Le CHU de Poitiers vient d’être labellisé centre pluridisciplinaire de prise en charge de l’endométriose, à l’instar de quinze autres sites en Nouvelle-Aquitaine où cette maladie gynécologique toucherait une femme sur dix. Entretien avec le Pr Xavier Fritel, chirurgien gynécologue.

Claire Brugier

Le7.info

Que recouvre ce label 
de centre disciplinaire ?

« C’est une reconnaissance de ce qu’on a fait mais aussi que l’endométriose peut être soignée. Au CHU de Poitiers, le centre existe depuis 2015, inspiré par le plan cancer. Ces dernières années la médecine a beaucoup évolué sur la pratique à plusieurs disciplines autour d’une même pathologie, pour individualiser les soins autour des patientes. A travailler seul sur l’endométriose, on a toutes les chances de se retrouver dans une impasse. »


Quelles sont les disciplines concernées par l’endométriose ?

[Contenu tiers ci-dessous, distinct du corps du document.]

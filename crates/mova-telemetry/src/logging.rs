//! Structured logging initialization.

use crate::error::TelemetryResult;
use tracing_subscriber::{fmt, layer::SubscriberExt, util::SubscriberInitExt, EnvFilter};

/// Initialize structured logging.
///
/// JSON output for production, pretty output for development.
pub fn init_logging() -> TelemetryResult<()> {
    let env_filter =
        EnvFilter::try_from_default_env().unwrap_or_else(|_| EnvFilter::new("info,mova=debug"));

    let is_production = std::env::var("RUST_ENV")
        .map(|v| v == "production")
        .unwrap_or(false);

    if is_production {
        tracing_subscriber::registry()
            .with(env_filter)
            .with(
                fmt::layer()
                    .json()
                    .with_current_span(true)
                    .with_span_list(true),
            )
            .init();
    } else {
        tracing_subscriber::registry()
            .with(env_filter)
            .with(
                fmt::layer()
                    .pretty()
                    .with_target(true)
                    .with_thread_names(true),
            )
            .init();
    }

    Ok(())
}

« Il existe deux grandes manifestations de l’endométriose, l’infertilité et la douleur, qui peuvent nécessiter des traitements hormonaux, chirurgicaux, une prise en charge de la douleur chronique, des explorations complémentaires… Donc de travailler avec des chirurgiens, des spécialistes de la reproduction, de la douleur, de l’imagerie… Mais aussi d’intégrer des soins de support (kinésithérapeute, sophrologue, psychologue…). Soigner, ce n’est pas uniquement guérir la maladie, c’est guérir la personne. » 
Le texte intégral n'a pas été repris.